There are many types of atypical brain functioning that can cause a learning disability. Not all of the variations have been identified and categorized. For example, dyslexia is a frequently occurring learning disability that affects reading and spelling. Research has shown that atypical brain functions involved in auditory-linguistic processing (e.g., phonological processing and rapid automatized naming) are found in many individuals with dyslexia. Evidence exists that phonological processing and rapid automatized naming are core processes that predict reading skills. However, some individuals with dyslexia have structural differences in their visual systems in the brain. The effects of visual-spatial deficits upon learning may extend to other skills. Dyscalculia is a learning disability that affects mathematical calculation and/or math problem solving. Investigations are underway to determine the various kinds of atypical brain functions that cause dyscalculia. The dyscalculia research that utilizes neuroimaging is not as extensive as the dyslexia research, but studies of neurocognitive processes clearly have documented specific types of brain dysfunction. Some subtypes of dyscalculia are a consequence of the auditory-linguistic deficits that also cause dyslexia while other subtypes may be a product of visual-spatial dysfunction.

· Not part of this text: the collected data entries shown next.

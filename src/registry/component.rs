// src/registry/component.rs

//! Resolved component records

use crate::feature::FeatureGate;
use serde::{Deserialize, Serialize};
use std::collections::BTreeSet;

/// One linkable unit of the packaged library, after feature gating
///
/// Conditional entries have already been merged in, so the sets are the
/// final link requirements for the build the registry was computed for.
#[derive(Debug, Clone, PartialEq, Eq, Serialize, Deserialize)]
pub struct Component {
    /// Unique identifier (library short name)
    pub id: String,

    /// Artifact names in link order
    pub artifact_names: Vec<String>,

    /// Operating system libraries needed at link time
    pub system_dependencies: BTreeSet<String>,

    /// Ids of other components in the same registry
    pub component_dependencies: BTreeSet<String>,

    /// Targets provided by other packages (e.g. `zlib::zlib`)
    pub external_requirements: BTreeSet<String>,

    /// The gate this component passed to be present
    pub feature_gate: FeatureGate,
}

impl Component {
    /// A component with no dependencies whose single artifact is its id
    pub fn new(id: impl Into<String>) -> Self {
        let id = id.into();
        Self {
            artifact_names: vec![id.clone()],
            id,
            system_dependencies: BTreeSet::new(),
            component_dependencies: BTreeSet::new(),
            external_requirements: BTreeSet::new(),
            feature_gate: FeatureGate::always(),
        }
    }

    /// True when the component requires no other component
    pub fn is_root(&self) -> bool {
        self.component_dependencies.is_empty()
    }

    /// True when the component only exists for some feature sets
    pub fn is_gated(&self) -> bool {
        !self.feature_gate.is_always()
    }
}
// src/package_info.rs

//! Package metadata emitted for consumers of the built package
//!
//! Maps a registry onto the information a packaging tool publishes per
//! component: target name, libraries to link, system libraries and
//! requirements. The registry stays tool-neutral; this is the one place
//! that names targets.

use crate::error::{Error, Result};
use crate::manifest::Manifest;
use crate::registry::Registry;
use serde::{Deserialize, Serialize};
use std::collections::BTreeMap;
use std::path::Path;

/// Metadata for the whole package
#[derive(Debug, Clone, PartialEq, Eq, Serialize, Deserialize)]
pub struct PackageInfo {
    pub name: String,
    pub version: String,
    /// Target of the package as a whole (e.g. `ace+tao`)
    pub target_name: String,
    /// Enabled features the package was built with
    pub features: Vec<String>,
    pub build_type: String,
    pub components: BTreeMap<String, ComponentInfo>,
    /// Runtime environment for consumers
    pub run_env: BTreeMap<String, String>,
}

/// Metadata for one component
#[derive(Debug, Clone, PartialEq, Eq, Serialize, Deserialize)]
pub struct ComponentInfo {
    /// Fully qualified target, e.g. `ace+tao::TAO_PI`
    pub target_name: String,
    pub libs: Vec<String>,
    pub system_libs: Vec<String>,
    /// Sibling component ids, then external targets
    pub requires: Vec<String>,
}

impl PackageInfo {
    /// Describe `registry` as installed under `package_folder`
    pub fn from_registry(manifest: &Manifest, registry: &Registry, package_folder: &Path) -> Self {
        let components = registry
            .iter()
            .map(|c| {
                let requires = c
                    .component_dependencies
                    .iter()
                    .chain(c.external_requirements.iter())
                    .cloned()
                    .collect();
                let info = ComponentInfo {
                    target_name: manifest.target_name(&c.id),
                    libs: c.artifact_names.clone(),
                    system_libs: c.system_dependencies.iter().cloned().collect(),
                    requires,
                };
                (c.id.clone(), info)
            })
            .collect();

        let mut run_env = BTreeMap::new();
        run_env.insert(
            manifest.package.root_env.clone(),
            package_folder.display().to_string(),
        );

        Self {
            name: manifest.package.name.clone(),
            version: manifest.package.version.clone(),
            target_name: manifest.package.namespace().to_string(),
            features: registry.features().iter().map(str::to_string).collect(),
            build_type: registry.settings().build_type.to_string(),
            components,
            run_env,
        }
    }

    /// Serialize to JSON
    pub fn to_json(&self, pretty: bool) -> Result<String> {
        let json = if pretty {
            serde_json::to_string_pretty(self)
        } else {
            serde_json::to_string(self)
        };
        json.map_err(|e| Error::SerializeError(format!("package info: {}", e)))
    }
}
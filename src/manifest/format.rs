// src/manifest/format.rs

//! Component manifest format definitions
//!
//! A manifest is a TOML table describing every library an ACE+TAO build
//! produces: what it links against, which other libraries it needs, and
//! which optional features it depends on.

use crate::error::{Error, Result};
use crate::feature::{FeatureGate, FeatureSet};
use crate::settings::BuildSettings;
use serde::{Deserialize, Serialize};

/// A complete component manifest
#[derive(Debug, Clone, PartialEq, Eq, Serialize, Deserialize)]
pub struct Manifest {
    /// Package metadata
    pub package: PackageSection,

    /// The closed list of optional features, in declaration order
    #[serde(default, rename = "feature")]
    pub features: Vec<FeatureDecl>,

    /// Component table
    #[serde(default, rename = "component")]
    pub components: Vec<ComponentDef>,
}

impl Manifest {
    /// Look up a declared feature by name
    pub fn feature(&self, name: &str) -> Option<&FeatureDecl> {
        self.features.iter().find(|f| f.name == name)
    }

    /// Check if a feature belongs to the closed list
    pub fn declares_feature(&self, name: &str) -> bool {
        self.feature(name).is_some()
    }

    /// Names of all declared features, in declaration order
    pub fn feature_names(&self) -> Vec<&str> {
        self.features.iter().map(|f| f.name.as_str()).collect()
    }

    /// Check whether the manifest supports the given operating system
    pub fn supports_os(&self, os: &str) -> bool {
        self.package.platforms.is_empty()
            || self
                .package
                .platforms
                .iter()
                .any(|p| p.eq_ignore_ascii_case(os))
    }

    /// Build a fully qualified target name like `ace+tao::TAO_PI`
    pub fn target_name(&self, id: &str) -> String {
        format!("{}::{}", self.package.namespace(), id)
    }

    /// Reject a request this manifest cannot serve
    ///
    /// Fails with `ConfigurationError` when a feature is outside the closed
    /// list or the target operating system is not supported. Registry
    /// construction and build plans both go through here.
    pub fn check_request(&self, features: &FeatureSet, settings: &BuildSettings) -> Result<()> {
        let unknown: Vec<&str> = features.iter().filter(|f| !self.declares_feature(f)).collect();
        if !unknown.is_empty() {
            return Err(Error::ConfigurationError(format!(
                "Unknown feature(s) {} for {} {}. Available: {}",
                unknown.join(", "),
                self.package.name,
                self.package.version,
                self.feature_names().join(", ")
            )));
        }

        if !self.supports_os(&settings.os) {
            return Err(Error::ConfigurationError(format!(
                "{} {} cannot be built for {}. Supported: {}",
                self.package.name,
                self.package.version,
                settings.os,
                self.package.platforms.join(", ")
            )));
        }

        Ok(())
    }
}

/// Package metadata section
#[derive(Debug, Clone, PartialEq, Eq, Serialize, Deserialize)]
pub struct PackageSection {
    /// Package name
    pub name: String,

    /// Upstream version the table was authored against
    pub version: String,

    /// Target namespace (defaults to the package name)
    #[serde(default)]
    pub target_namespace: Option<String>,

    /// Environment variable pointing consumers at the installed tree
    #[serde(default = "default_root_env")]
    pub root_env: String,

    /// Supported operating systems; empty means any
    #[serde(default)]
    pub platforms: Vec<String>,

    /// Short description
    #[serde(default)]
    pub summary: Option<String>,

    /// Homepage URL
    #[serde(default)]
    pub homepage: Option<String>,
}

impl PackageSection {
    pub fn namespace(&self) -> &str {
        self.target_namespace.as_deref().unwrap_or(&self.name)
    }
}

fn default_root_env() -> String {
    "ACE_ROOT".to_string()
}

/// One optional build feature
#[derive(Debug, Clone, PartialEq, Eq, Serialize, Deserialize)]
pub struct FeatureDecl {
    /// Feature name as used in gates and make arguments
    pub name: String,

    /// External package the feature pulls in (e.g. `zlib/1.2.11`)
    #[serde(default)]
    pub package: Option<String>,

    #[serde(default)]
    pub description: Option<String>,
}

/// A component row before feature gating
#[derive(Debug, Clone, PartialEq, Eq, Serialize, Deserialize)]
pub struct ComponentDef {
    /// Unique component id
    pub id: String,

    /// Artifact names; empty means a single artifact named after the id
    #[serde(default)]
    pub libs: Vec<String>,

    /// Operating system libraries needed at link time
    #[serde(default)]
    pub system_libs: Vec<String>,

    /// Other components of the same registry
    #[serde(default)]
    pub requires: Vec<String>,

    /// Targets provided by other packages
    #[serde(default)]
    pub external: Vec<String>,

    /// Whether the component exists at all
    #[serde(default)]
    pub gate: FeatureGate,

    /// Dependencies merged in when their gate holds
    #[serde(default, rename = "when")]
    pub conditional: Vec<ConditionalDeps>,
}

impl ComponentDef {
    /// Create an ungated component row
    pub fn new(id: impl Into<String>) -> Self {
        Self {
            id: id.into(),
            libs: Vec::new(),
            system_libs: Vec::new(),
            requires: Vec::new(),
            external: Vec::new(),
            gate: FeatureGate::always(),
            conditional: Vec::new(),
        }
    }

    /// Add component requirements
    pub fn requiring(mut self, ids: &[&str]) -> Self {
        self.requires.extend(ids.iter().map(|s| s.to_string()));
        self
    }

    /// Gate the whole component
    pub fn gated(mut self, gate: FeatureGate) -> Self {
        self.gate = gate;
        self
    }

    /// Artifact names in link order
    pub fn artifact_names(&self) -> Vec<String> {
        if self.libs.is_empty() {
            vec![self.id.clone()]
        } else {
            self.libs.clone()
        }
    }

    /// Every feature mentioned by this row's gates
    pub fn gate_features(&self) -> impl Iterator<Item = &str> {
        self.gate
            .features()
            .chain(self.conditional.iter().flat_map(|c| c.gate.features()))
    }
}

/// Dependencies added to a component when a gate holds
#[derive(Debug, Clone, PartialEq, Eq, Serialize, Deserialize)]
pub struct ConditionalDeps {
    pub gate: FeatureGate,

    #[serde(default)]
    pub system_libs: Vec<String>,

    #[serde(default)]
    pub requires: Vec<String>,

    #[serde(default)]
    pub external: Vec<String>,
}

Need for appropriate evaluation


The criteria for diagnosing a learning disability are changing, as educational policies change and research findings accumulate. However, the fact that a learning disability represents atypical brain functioning is not in dispute. Therefore, when an individual is struggling in school or in daily life and a learning disability is suspected, an evaluation of his or her neurocognitive abilities is necessary to determine which brain functions are not working as expected and which brain functions are working adequately and reliably. A neuropsychological evaluation can provide the breadth required to evaluate the specific functions that are often involved in learning disabilities, such as auditory-linguistic abilities, visual abilities, memory, processing speed, cognitive efficiency, and reasoning. Furthermore, a neuropsychological evaluation can assess functions that either enhance or detract from the individual's overall performance, such as attention or motor and sensory abilities. Broad assessment provided by a neuropsychological evaluation allows identification of strengths and weaknesses, which are both critical for determining areas of intervention. Measurement of response to intervention, the focus of current diagnostic approaches in the U.S., cannot replace a comprehensive neuropsychological evaluation.

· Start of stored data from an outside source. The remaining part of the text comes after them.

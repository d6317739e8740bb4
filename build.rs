// build.rs

use clap::{Arg, ArgAction, Command};
use clap_mangen::Man;
use std::env;
use std::fs;
use std::path::PathBuf;

/// Common argument: enabled features
fn with_arg() -> Arg {
    Arg::new("with")
        .short('w')
        .long("with")
        .value_name("FEATURES")
        .default_value("")
        .help("Optional features to enable, comma separated (e.g. zlib,bzip2)")
}

/// Common argument: build type
fn build_type_arg() -> Arg {
    Arg::new("build_type")
        .short('b')
        .long("build-type")
        .default_value("Release")
        .help("Build type: Debug, Release, RelWithDebInfo or MinSizeRel")
}

/// Common argument: target operating system
fn os_arg() -> Arg {
    Arg::new("os")
        .long("os")
        .default_value("Linux")
        .help("Target operating system")
}

/// Common argument: target architecture
fn arch_arg() -> Arg {
    Arg::new("arch")
        .long("arch")
        .help("Target architecture (default: host)")
}

/// Build type, operating system and architecture
fn platform_args() -> [Arg; 3] {
    [build_type_arg(), os_arg(), arch_arg()]
}

fn build_cli() -> Command {
    Command::new("acetao")
        .version(env!("CARGO_PKG_VERSION"))
        .author("acetao Contributors")
        .about("Inspect and validate the ACE+TAO component registry")
        .subcommand_required(true)
        .arg(
            Arg::new("manifest")
                .short('m')
                .long("manifest")
                .value_name("PATH")
                .global(true)
                .help("Component manifest to use instead of the built-in ACE+TAO table"),
        )
        .subcommand(
            Command::new("features").about("List the optional features the manifest declares"),
        )
        .subcommand(
            Command::new("components")
                .about("List components present for a feature set")
                .arg(with_arg())
                .args(platform_args()),
        )
        .subcommand(
            Command::new("show")
                .about("Show one component")
                .arg(Arg::new("id").required(true).help("Component id"))
                .arg(
                    Arg::new("transitive")
                        .short('t')
                        .long("transitive")
                        .action(ArgAction::SetTrue)
                        .help("Include transitive requirements and system libraries"),
                )
                .arg(with_arg())
                .args(platform_args()),
        )
        .subcommand(
            Command::new("check")
                .about("Build the registry for every feature combination and report problems")
                .args(platform_args()),
        )
        .subcommand(
            Command::new("link-order")
                .about("Print components in link order, requirements first")
                .arg(with_arg())
                .args(platform_args()),
        )
        .subcommand(
            Command::new("package-info")
                .about("Emit package metadata as JSON")
                .arg(
                    Arg::new("package_folder")
                        .short('p')
                        .long("package-folder")
                        .required(true)
                        .help("Folder the package is installed in"),
                )
                .arg(
                    Arg::new("pretty")
                        .long("pretty")
                        .action(ArgAction::SetTrue)
                        .help("Pretty-print the JSON"),
                )
                .arg(with_arg())
                .args(platform_args()),
        )
        .subcommand(
            Command::new("build-plan")
                .about(
                    "Print the make arguments, environment and feature file for the external build",
                )
                .arg(
                    Arg::new("source_folder")
                        .short('s')
                        .long("source-folder")
                        .required(true)
                        .help("Folder the upstream source tarball was unpacked into"),
                )
                .arg(with_arg())
                .args(platform_args()),
        )
}

fn main() {
    println!("cargo:rerun-if-changed=build.rs");
    println!("cargo:rerun-if-changed=data/ace-tao.toml");

    // Create man directory - use CARGO_MANIFEST_DIR which is always set by cargo
    let manifest_dir = match env::var("CARGO_MANIFEST_DIR") {
        Ok(dir) => PathBuf::from(dir),
        Err(e) => {
            println!("cargo:warning=CARGO_MANIFEST_DIR not set: {}", e);
            return;
        }
    };
    let man_dir = manifest_dir.join("man");

    if let Err(e) = fs::create_dir_all(&man_dir) {
        println!("cargo:warning=Failed to create man directory: {}", e);
        return;
    }

    let man = Man::new(build_cli());
    let mut buffer = Vec::new();

    if let Err(e) = man.render(&mut buffer) {
        println!("cargo:warning=Failed to render man page: {}", e);
        return;
    }

    let man_path = man_dir.join("acetao.1");
    if let Err(e) = fs::write(&man_path, buffer) {
        println!("cargo:warning=Failed to write man page: {}", e);
    }
}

Limited testing, consisting only of IQ testing and assessment of achievement levels, does not provide sufficient information about the child's or adult's brain functioning to enable the best standard of care and most relevant/targeted interventions to be provided. Neuropsychological evaluation for the purpose of examining and clarifying relevant brain functions may be a medical necessity in the case of an individual with a learning disability. Neuropsychological evaluation is particularly critical if other medical conditions exist, but it is equally useful when no underlying medical condition is recognized. Prudent insurance providers are advised to determine if the necessary services can be provided by a qualified professional in the individual's school. When a qualified neuropsychologist is not available in the school, completion of the neuropsychological evaluation in a clinical setting is necessary.

A learning disability is a lifelong condition. The impact of the disability on the person's social, emotional, educational, and occupational functioning can be significant, depending upon life circumstances, interpersonal relationships, and individual strengths and weaknesses. The impact on society may be significant, as well. Children with learning disabilities perform more poorly in school and they are less likely to obtain a high school diploma. In adulthood, learning disabilities can have an adverse effect upon occupational functioning. Early identification of neuropsychological strengths and limitations can facilitate educational, vocational, and treatment planning. Appropriate evaluation should be provided in every case.